Saturday, August 27, 2016

[Review] Wiener-Dog

Todd Solondz's Wiener-Dog is essentially the anti-sentimental pet movie. It's dark, strange, deliberately edgy, and straight-up grotesque at times. But just because it's deeply subversive - doesn't mean it's good filmmaking.

After opening with a view of a cloud that looks like a wiener, the story follows the odd path of a Dachshund aka wiener dog who bounces between eccentric owners, including a dysfunctional family (comprised of Tracy Letts, Julie Delpy, Keaton Nigel Cooke), a concerned veterinarian (Greta Gerwig), a screenwriting professor played by Danny DeVito, and more.

Human misery and the thought of inevitable death looms over every single dreary and deadpan vignette in Wiener-Dog. The pseudo-shock humor isn't just offbeat--it's off-putting and pitch-black, whether we're talking about the elegant tracking shot of a trail of diarrhea, or a scene entailing the absolute worst bedtime story ever told in cinema (which involves a rapist dog and a name-drop list of diseases, and that's only scratching the surface). There's a cold, stilted stink to this film. It's like Napoleon Dynamite if all of the mundane absurdities warped into drastic morbidities.

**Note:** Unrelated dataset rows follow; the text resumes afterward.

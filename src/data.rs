//! Raw transaction inputs, feature derivation and the reference point table

use crate::error::{ArtifactError, InputError};
use crate::segments::ClusterId;
use ndarray::Array1;
use polars::prelude::{CsvReadOptions, DataFrame, DataType, PolarsResult, SerReader};
use serde::{Deserialize, Serialize};
use std::path::Path;

/// Number of model features
pub const N_FEATURES: usize = 9;

/// Column order the frozen scaler, projector and centers were fit against
pub const FEATURE_NAMES: [&str; N_FEATURES] = [
    "days_since_last_txn",
    "active_days",
    "num_txn",
    "total_amount",
    "num_unique_merchants",
    "num_chip_txn",
    "num_online_txn",
    "num_swipe_txn",
    "avg_txn_amount",
];

/// One customer's transaction activity, as entered by the user
#[derive(Debug, Clone, Copy, Default, PartialEq, Serialize, Deserialize)]
pub struct RawInput {
    pub days_since_last_txn: u64,
    pub active_days: u64,
    pub total_amount: f64,
    pub num_unique_merchants: u64,
    pub num_chip_txn: u64,
    pub num_online_txn: u64,
    pub num_swipe_txn: u64,
}

impl RawInput {
    /// Check what the field types do not already guarantee
    pub fn validate(&self) -> Result<(), InputError> {
        if self.checked_num_txn().is_none() {
            return Err(InputError::TooManyTransactions {
                chip: self.num_chip_txn,
                online: self.num_online_txn,
                swipe: self.num_swipe_txn,
            });
        }
        if !self.total_amount.is_finite() {
            return Err(InputError::NonFiniteAmount(self.total_amount));
        }
        if self.total_amount < 0.0 {
            return Err(InputError::NegativeAmount(self.total_amount));
        }
        Ok(())
    }

    /// Total transactions across all channels, `None` if the sum overflows
    pub fn checked_num_txn(&self) -> Option<u64> {
        self.num_chip_txn
            .checked_add(self.num_online_txn)?
            .checked_add(self.num_swipe_txn)
    }

    /// Total transactions across all channels. Saturates on inputs that fail [`RawInput::validate`].
    pub fn num_txn(&self) -> u64 {
        self.checked_num_txn().unwrap_or(u64::MAX)
    }

    /// Average amount per transaction, 0.0 when there are no transactions
    pub fn avg_txn_amount(&self) -> f64 {
        match self.num_txn() {
            0 => 0.0,
            n => self.total_amount / n as f64,
        }
    }
}

/// Model-ready features in [`FEATURE_NAMES`] order
#[derive(Debug, Clone, Copy, PartialEq)]
pub struct FeatureVector([f64; N_FEATURES]);

impl FeatureVector {
    pub fn from_raw(raw: &RawInput) -> Self {
        Self([
            raw.days_since_last_txn as f64,
            raw.active_days as f64,
            raw.num_txn() as f64,
            raw.total_amount,
            raw.num_unique_merchants as f64,
            raw.num_chip_txn as f64,
            raw.num_online_txn as f64,
            raw.num_swipe_txn as f64,
            raw.avg_txn_amount(),
        ])
    }

    /// Element-wise `ln(1 + x)`
    pub fn log1p(&self) -> Self {
        Self(self.0.map(f64::ln_1p))
    }

    pub fn values(&self) -> &[f64; N_FEATURES] {
        &self.0
    }

    pub fn as_array(&self) -> Array1<f64> {
        Array1::from_vec(self.0.to_vec())
    }
}

/// A previously projected customer, shown as background context in the plot
#[derive(Debug, Clone, Copy, PartialEq, Serialize, Deserialize)]
pub struct ReferencePoint {
    pub id: i64,
    pub x: f64,
    pub y: f64,
    pub z: f64,
    pub cluster: ClusterId,
}

/// Load the reference point table from CSV
///
/// # Arguments
/// * `file_path` - CSV with columns `x`, `y`, `z`, `cluster` and an optional `id`
///
/// # Returns
/// * Points in file order; rows without an `id` column are numbered from 0
pub fn load_reference_points(file_path: &Path) -> Result<Vec<ReferencePoint>, ArtifactError> {
    let csv_err = |source| ArtifactError::Csv {
        path: file_path.to_path_buf(),
        source,
    };

    let df = CsvReadOptions::default()
        .with_has_header(true)
        .try_into_reader_with_file_path(Some(file_path.to_path_buf()))
        .and_then(|reader| reader.finish())
        .map_err(csv_err)?;

    let xs = float_column(&df, "x").map_err(csv_err)?;
    let ys = float_column(&df, "y").map_err(csv_err)?;
    let zs = float_column(&df, "z").map_err(csv_err)?;
    let clusters = int_column(&df, "cluster").map_err(csv_err)?;
    let ids = if df.get_column_names().contains(&"id") {
        Some(int_column(&df, "id").map_err(csv_err)?)
    } else {
        None
    };

    let mut points = Vec::with_capacity(df.height());
    for row in 0..df.height() {
        let missing = |column: &str| ArtifactError::ReferencePoint {
            row,
            reason: format!("missing value in column '{}'", column),
        };

        let x = xs[row].ok_or_else(|| missing("x"))?;
        let y = ys[row].ok_or_else(|| missing("y"))?;
        let z = zs[row].ok_or_else(|| missing("z"))?;
        if ![x, y, z].iter().all(|v| v.is_finite()) {
            return Err(ArtifactError::ReferencePoint {
                row,
                reason: "non-finite coordinate".to_string(),
            });
        }

        let raw_cluster = clusters[row].ok_or_else(|| missing("cluster"))?;
        let cluster = usize::try_from(raw_cluster)
            .ok()
            .and_then(|c| ClusterId::try_from(c).ok())
            .ok_or_else(|| ArtifactError::ReferencePoint {
                row,
                reason: format!("unknown cluster id {}", raw_cluster),
            })?;

        let id = match &ids {
            Some(ids) => ids[row].ok_or_else(|| missing("id"))?,
            None => row as i64,
        };

        points.push(ReferencePoint { id, x, y, z, cluster });
    }

    Ok(points)
}

fn float_column(df: &DataFrame, name: &str) -> PolarsResult<Vec<Option<f64>>> {
    let series = df.column(name)?.cast(&DataType::Float64)?;
    Ok(series.f64()?.into_iter().collect())
}

fn int_column(df: &DataFrame, name: &str) -> PolarsResult<Vec<Option<i64>>> {
    let series = df.column(name)?.cast(&DataType::Int64)?;
    Ok(series.i64()?.into_iter().collect())
}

Even as putrid as this thing is, its perverse style is sadistically entrancing for a while. However, it wears out its can't-look-away welcome after the ironic in-movie intermission, which displays a cartoon montage, a country song ode to the wiener dog, and a cue to to take a trip to the lobby for concessions--as if you'd actually want to eat a hot dog at this point.